Items from a dataset
--------------------------------------------------
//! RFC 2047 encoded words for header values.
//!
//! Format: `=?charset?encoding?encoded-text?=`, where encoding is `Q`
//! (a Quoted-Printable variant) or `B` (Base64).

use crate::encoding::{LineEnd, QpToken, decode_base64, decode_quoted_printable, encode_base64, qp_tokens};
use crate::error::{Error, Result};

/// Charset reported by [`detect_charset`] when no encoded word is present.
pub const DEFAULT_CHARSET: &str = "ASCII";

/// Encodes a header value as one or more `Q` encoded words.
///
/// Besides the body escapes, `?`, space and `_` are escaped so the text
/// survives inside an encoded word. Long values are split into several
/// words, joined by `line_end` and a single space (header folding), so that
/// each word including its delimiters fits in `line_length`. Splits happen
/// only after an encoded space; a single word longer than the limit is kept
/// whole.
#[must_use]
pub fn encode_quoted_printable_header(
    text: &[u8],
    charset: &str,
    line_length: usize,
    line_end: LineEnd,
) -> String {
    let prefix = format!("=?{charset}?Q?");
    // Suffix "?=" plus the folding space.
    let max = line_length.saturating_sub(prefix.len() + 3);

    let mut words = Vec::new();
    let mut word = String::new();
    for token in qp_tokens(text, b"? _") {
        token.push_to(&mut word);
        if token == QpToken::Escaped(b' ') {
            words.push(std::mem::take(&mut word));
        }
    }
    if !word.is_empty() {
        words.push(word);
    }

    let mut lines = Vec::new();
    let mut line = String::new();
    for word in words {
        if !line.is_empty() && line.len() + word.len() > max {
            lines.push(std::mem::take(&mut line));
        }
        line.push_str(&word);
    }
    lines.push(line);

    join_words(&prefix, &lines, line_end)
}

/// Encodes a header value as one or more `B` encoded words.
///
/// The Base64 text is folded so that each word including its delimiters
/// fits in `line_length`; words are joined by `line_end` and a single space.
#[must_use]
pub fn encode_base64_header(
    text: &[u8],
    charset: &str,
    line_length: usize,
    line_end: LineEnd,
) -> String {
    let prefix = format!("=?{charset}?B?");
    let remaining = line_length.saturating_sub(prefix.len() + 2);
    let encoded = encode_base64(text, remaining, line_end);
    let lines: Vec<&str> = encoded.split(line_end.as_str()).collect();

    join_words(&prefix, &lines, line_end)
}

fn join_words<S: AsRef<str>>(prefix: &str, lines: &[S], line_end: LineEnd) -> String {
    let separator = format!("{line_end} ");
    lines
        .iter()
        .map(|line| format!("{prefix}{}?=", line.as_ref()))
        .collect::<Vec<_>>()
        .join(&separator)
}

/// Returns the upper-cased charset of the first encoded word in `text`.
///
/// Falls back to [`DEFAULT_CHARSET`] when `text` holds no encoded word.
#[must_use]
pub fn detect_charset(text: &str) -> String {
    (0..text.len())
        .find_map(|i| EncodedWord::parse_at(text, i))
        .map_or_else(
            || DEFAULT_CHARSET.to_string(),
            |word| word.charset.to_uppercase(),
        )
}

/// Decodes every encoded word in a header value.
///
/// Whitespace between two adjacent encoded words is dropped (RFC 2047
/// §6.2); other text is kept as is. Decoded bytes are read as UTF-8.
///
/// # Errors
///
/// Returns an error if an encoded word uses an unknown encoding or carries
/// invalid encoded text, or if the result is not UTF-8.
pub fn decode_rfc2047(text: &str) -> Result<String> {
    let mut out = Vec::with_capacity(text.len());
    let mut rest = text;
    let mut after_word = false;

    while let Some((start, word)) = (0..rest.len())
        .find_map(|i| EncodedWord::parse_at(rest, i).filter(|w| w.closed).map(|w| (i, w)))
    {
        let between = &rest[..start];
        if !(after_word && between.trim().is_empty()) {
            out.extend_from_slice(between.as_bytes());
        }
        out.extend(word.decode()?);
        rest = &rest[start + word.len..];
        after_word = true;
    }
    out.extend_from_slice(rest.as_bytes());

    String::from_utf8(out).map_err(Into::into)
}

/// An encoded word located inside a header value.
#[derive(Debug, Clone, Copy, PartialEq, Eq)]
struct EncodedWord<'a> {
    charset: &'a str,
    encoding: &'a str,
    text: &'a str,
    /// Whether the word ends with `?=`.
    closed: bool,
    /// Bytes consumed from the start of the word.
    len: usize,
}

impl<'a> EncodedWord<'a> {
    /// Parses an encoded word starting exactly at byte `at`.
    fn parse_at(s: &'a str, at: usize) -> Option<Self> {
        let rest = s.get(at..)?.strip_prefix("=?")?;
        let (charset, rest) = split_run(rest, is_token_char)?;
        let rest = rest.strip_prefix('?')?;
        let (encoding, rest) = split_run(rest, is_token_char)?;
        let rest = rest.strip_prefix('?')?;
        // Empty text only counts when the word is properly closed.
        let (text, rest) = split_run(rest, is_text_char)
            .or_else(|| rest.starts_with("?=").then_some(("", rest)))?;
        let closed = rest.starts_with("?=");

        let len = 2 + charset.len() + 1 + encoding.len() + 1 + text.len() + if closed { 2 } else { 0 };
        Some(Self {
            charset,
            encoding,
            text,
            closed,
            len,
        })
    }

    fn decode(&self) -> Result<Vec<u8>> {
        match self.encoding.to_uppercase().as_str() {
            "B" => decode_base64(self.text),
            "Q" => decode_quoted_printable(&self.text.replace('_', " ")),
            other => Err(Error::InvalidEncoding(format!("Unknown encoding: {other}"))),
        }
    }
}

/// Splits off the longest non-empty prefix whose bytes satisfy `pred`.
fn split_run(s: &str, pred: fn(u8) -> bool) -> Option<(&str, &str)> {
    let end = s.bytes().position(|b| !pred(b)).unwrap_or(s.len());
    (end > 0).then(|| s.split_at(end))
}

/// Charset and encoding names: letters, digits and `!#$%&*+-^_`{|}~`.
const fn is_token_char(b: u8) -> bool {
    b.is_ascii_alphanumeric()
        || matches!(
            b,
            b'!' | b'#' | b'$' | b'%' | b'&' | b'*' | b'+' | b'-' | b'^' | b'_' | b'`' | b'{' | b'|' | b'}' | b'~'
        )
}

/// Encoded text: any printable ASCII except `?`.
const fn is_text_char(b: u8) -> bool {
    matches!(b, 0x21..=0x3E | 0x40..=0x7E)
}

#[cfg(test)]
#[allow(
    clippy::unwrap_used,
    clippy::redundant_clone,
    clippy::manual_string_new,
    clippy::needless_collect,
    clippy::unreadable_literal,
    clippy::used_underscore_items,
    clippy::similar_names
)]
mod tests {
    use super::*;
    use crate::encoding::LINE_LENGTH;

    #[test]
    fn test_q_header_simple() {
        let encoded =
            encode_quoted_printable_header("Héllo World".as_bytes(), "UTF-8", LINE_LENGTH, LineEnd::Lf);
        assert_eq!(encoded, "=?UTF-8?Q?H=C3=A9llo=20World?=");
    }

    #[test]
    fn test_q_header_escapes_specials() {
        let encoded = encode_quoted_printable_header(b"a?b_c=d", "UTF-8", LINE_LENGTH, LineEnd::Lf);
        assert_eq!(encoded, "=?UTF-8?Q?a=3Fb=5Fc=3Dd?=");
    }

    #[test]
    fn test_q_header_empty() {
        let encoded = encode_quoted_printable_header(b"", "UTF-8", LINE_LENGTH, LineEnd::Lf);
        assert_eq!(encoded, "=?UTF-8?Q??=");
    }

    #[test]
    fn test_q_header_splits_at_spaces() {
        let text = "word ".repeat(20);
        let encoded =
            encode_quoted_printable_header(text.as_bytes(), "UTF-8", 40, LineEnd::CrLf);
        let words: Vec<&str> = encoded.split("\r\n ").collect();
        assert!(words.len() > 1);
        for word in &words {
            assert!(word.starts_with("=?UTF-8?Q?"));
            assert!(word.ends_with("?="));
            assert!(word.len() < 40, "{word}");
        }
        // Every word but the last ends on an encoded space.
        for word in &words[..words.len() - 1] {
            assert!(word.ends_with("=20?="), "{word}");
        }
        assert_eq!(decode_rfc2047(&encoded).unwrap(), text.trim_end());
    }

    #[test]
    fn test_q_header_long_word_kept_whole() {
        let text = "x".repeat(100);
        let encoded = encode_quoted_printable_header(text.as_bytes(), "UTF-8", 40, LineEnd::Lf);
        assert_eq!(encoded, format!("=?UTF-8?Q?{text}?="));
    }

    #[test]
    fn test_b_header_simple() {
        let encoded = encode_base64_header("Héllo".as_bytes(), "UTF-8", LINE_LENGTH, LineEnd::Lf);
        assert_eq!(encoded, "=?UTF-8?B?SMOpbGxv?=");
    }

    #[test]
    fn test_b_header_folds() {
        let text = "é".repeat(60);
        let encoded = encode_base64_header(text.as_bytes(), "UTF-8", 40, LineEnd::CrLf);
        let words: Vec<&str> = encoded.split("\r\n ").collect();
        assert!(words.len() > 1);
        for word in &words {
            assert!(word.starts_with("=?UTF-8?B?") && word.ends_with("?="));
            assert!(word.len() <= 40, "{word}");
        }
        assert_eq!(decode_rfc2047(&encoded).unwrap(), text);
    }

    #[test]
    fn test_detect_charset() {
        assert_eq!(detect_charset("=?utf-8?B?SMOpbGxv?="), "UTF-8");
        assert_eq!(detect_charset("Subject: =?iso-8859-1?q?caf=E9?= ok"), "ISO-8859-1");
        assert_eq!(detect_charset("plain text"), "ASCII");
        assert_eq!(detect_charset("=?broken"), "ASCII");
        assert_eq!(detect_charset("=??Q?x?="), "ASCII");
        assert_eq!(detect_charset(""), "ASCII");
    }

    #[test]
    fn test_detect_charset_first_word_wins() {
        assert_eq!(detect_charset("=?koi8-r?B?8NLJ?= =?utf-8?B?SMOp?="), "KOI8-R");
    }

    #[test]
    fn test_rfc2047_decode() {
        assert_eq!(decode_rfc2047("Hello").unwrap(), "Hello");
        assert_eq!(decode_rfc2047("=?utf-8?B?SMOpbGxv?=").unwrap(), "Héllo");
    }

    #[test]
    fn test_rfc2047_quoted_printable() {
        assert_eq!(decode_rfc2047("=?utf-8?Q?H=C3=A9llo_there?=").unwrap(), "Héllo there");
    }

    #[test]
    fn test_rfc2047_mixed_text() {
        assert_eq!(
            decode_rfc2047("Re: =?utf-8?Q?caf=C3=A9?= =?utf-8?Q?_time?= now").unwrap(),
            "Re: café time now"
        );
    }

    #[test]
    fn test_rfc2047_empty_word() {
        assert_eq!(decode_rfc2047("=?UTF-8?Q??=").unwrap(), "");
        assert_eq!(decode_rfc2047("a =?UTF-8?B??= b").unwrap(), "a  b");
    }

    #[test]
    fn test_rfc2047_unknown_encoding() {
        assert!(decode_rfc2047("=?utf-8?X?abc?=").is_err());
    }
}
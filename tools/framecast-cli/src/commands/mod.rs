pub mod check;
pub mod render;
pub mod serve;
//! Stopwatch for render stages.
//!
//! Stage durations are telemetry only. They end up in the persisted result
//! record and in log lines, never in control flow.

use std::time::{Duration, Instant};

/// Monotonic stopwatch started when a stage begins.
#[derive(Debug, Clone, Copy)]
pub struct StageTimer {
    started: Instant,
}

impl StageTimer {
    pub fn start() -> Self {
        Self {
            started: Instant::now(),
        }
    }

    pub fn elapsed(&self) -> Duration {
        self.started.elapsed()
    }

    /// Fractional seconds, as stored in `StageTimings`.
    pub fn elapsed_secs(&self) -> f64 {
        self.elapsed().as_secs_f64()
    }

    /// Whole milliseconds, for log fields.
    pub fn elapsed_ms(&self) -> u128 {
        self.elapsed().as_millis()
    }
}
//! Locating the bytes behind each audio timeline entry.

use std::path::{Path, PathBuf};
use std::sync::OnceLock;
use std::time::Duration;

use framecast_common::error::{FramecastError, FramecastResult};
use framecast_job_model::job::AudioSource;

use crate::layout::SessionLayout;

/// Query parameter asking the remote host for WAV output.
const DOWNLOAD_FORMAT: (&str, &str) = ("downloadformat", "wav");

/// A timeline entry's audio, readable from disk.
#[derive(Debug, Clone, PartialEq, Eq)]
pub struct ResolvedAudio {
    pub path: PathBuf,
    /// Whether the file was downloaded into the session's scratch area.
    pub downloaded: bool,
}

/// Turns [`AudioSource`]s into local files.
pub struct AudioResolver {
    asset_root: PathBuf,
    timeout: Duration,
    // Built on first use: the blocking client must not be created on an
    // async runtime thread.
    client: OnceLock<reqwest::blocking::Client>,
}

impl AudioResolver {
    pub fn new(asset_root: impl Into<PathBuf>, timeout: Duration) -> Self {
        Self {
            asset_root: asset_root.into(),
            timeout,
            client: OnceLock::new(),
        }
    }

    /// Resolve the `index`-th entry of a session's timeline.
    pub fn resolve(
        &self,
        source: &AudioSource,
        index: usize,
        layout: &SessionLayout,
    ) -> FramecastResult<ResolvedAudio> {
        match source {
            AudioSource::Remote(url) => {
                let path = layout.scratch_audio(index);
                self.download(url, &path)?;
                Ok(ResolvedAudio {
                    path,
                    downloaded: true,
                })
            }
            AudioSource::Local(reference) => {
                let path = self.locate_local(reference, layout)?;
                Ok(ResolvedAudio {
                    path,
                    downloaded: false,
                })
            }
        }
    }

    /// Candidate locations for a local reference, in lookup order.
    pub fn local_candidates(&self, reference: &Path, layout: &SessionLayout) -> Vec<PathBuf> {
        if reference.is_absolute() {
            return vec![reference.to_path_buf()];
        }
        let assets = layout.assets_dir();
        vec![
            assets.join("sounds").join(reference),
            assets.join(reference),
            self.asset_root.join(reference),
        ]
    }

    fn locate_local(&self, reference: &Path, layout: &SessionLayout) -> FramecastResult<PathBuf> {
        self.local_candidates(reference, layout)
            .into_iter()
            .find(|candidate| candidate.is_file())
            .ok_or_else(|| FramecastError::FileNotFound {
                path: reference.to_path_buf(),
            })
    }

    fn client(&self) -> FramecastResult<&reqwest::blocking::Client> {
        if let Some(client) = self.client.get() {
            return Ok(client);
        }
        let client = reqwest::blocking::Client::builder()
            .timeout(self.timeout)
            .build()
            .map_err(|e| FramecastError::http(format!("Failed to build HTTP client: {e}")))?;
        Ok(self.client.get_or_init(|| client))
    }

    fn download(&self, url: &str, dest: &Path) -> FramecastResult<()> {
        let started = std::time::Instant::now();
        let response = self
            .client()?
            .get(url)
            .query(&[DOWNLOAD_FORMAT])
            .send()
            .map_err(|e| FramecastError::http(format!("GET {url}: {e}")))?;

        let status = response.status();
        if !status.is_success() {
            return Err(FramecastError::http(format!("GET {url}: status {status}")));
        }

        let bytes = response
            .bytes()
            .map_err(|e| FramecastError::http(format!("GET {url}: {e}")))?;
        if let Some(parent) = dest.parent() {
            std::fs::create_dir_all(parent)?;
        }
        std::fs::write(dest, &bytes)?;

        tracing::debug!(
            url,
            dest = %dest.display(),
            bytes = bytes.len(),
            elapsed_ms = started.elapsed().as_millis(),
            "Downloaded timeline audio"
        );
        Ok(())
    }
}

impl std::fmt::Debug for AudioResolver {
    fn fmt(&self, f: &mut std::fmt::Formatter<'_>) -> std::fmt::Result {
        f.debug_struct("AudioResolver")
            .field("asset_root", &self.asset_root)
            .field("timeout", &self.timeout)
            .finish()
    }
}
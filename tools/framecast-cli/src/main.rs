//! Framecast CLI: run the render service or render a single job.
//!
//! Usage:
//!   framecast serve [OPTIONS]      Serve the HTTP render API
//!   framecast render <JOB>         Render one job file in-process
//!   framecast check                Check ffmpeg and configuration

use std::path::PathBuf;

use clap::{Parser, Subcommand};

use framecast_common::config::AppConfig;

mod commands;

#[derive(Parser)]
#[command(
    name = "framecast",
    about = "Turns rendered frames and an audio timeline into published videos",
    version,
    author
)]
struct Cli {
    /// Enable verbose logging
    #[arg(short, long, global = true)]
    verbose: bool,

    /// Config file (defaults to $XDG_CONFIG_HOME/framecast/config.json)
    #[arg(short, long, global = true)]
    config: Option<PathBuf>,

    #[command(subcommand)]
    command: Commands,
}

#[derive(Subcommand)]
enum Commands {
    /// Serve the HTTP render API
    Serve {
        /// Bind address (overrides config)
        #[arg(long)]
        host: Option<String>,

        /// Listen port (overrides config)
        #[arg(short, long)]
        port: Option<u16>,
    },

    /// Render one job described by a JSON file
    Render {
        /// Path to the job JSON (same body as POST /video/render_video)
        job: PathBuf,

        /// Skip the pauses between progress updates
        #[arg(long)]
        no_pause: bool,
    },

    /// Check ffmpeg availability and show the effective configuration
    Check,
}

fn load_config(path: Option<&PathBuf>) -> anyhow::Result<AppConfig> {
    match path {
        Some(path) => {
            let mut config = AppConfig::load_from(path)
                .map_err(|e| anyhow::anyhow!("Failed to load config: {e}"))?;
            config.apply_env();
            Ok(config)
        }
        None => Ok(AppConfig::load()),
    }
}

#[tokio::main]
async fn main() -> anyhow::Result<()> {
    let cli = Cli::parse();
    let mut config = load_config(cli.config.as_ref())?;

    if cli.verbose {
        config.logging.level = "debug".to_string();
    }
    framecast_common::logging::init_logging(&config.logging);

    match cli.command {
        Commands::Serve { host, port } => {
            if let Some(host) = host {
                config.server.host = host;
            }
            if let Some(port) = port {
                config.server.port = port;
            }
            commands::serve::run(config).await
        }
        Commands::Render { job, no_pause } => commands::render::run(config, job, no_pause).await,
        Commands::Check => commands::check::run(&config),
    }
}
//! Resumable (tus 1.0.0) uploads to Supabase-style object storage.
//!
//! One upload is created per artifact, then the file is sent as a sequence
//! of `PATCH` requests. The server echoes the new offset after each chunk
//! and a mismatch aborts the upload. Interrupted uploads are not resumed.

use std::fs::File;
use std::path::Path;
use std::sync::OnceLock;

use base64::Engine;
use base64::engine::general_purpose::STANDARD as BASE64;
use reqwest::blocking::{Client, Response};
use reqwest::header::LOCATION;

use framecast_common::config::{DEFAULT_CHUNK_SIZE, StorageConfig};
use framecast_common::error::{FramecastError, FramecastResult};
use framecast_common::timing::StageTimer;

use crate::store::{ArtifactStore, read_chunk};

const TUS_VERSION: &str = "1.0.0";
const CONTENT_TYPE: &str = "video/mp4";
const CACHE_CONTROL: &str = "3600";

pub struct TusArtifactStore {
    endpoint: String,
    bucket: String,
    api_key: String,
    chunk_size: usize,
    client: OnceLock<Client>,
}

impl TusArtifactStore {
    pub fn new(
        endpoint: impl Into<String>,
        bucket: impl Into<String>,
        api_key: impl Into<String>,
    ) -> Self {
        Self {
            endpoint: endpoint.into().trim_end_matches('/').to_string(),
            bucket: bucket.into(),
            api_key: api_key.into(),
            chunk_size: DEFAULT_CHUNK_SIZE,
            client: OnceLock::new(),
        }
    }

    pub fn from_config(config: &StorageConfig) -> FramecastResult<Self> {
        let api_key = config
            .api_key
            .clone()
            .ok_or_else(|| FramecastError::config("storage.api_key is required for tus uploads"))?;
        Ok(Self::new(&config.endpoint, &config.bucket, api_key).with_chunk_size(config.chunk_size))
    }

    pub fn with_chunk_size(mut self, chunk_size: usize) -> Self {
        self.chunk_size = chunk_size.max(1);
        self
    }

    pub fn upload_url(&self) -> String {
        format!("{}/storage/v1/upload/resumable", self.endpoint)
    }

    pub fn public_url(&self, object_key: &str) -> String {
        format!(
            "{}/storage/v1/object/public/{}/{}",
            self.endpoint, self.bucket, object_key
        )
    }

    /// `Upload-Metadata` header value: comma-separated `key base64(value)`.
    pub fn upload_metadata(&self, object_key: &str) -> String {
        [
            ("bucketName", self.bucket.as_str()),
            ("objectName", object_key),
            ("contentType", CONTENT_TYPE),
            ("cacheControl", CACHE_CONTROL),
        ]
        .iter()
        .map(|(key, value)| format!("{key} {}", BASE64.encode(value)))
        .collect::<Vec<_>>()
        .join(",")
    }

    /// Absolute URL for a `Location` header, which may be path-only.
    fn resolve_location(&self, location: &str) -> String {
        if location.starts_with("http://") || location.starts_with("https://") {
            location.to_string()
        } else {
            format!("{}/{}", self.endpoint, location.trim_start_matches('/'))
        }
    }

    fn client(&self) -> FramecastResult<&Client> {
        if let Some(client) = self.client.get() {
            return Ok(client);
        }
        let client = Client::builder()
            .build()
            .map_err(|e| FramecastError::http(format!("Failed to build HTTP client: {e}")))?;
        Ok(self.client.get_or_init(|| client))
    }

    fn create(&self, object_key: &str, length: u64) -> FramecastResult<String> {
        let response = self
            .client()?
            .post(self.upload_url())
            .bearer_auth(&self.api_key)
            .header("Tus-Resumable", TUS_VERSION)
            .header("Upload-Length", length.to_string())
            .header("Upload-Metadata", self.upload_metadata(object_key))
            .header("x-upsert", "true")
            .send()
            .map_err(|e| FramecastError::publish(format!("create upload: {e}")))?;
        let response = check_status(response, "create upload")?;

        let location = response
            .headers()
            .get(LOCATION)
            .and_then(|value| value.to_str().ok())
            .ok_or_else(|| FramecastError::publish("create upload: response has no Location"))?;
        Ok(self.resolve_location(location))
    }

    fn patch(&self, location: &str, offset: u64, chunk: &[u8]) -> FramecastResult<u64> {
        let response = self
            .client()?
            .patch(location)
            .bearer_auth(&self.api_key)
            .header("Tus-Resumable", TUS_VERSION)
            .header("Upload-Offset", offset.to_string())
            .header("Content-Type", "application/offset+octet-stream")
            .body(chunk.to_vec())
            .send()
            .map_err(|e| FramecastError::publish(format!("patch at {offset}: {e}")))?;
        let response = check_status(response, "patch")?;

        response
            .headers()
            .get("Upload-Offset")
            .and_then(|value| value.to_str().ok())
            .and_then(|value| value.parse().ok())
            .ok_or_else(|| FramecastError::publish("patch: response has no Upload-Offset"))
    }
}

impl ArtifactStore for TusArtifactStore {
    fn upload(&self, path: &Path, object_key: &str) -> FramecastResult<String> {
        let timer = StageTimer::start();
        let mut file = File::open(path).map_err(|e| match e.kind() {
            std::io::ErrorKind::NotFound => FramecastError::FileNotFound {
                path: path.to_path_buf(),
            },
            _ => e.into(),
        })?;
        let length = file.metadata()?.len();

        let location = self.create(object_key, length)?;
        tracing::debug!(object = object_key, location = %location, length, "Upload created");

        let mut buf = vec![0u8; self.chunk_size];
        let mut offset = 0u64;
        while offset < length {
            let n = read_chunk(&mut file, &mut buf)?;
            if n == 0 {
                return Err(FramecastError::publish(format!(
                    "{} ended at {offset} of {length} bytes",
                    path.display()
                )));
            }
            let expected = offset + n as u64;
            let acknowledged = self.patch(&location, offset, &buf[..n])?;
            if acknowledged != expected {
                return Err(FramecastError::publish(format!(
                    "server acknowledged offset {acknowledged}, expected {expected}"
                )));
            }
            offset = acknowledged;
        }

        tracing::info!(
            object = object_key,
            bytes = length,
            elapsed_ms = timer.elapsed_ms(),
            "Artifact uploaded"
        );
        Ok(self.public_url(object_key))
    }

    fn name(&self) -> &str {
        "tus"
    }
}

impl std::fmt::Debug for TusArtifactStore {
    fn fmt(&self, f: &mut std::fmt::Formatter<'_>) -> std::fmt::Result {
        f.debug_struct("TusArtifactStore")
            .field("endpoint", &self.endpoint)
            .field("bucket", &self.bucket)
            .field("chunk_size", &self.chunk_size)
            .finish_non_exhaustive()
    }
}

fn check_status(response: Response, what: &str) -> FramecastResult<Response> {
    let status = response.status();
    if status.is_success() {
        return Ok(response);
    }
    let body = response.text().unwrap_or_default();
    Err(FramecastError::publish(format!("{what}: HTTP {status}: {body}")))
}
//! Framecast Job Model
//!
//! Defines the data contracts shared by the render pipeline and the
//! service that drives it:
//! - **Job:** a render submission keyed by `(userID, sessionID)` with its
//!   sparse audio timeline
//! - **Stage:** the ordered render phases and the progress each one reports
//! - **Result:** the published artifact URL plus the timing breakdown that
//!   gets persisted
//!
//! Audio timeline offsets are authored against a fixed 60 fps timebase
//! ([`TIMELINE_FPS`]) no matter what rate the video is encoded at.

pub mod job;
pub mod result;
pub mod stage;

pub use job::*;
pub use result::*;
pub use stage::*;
--------------------------------------------------
■ **Requirement**: From the entries above, give again exactly the lines running from the line with "pub fn detect_charset(text: &str)" to the line with "dropped (RFC 2047"; include both of those lines.

■ **Completed exercise**:
pub fn detect_charset(text: &str) -> String {
    (0..text.len())
        .find_map(|i| EncodedWord::parse_at(text, i))
        .map_or_else(
            || DEFAULT_CHARSET.to_string(),
            |word| word.charset.to_uppercase(),
        )
}

/// Decodes every encoded word in a header value.
///
/// Whitespace between two adjacent encoded words is dropped (RFC 2047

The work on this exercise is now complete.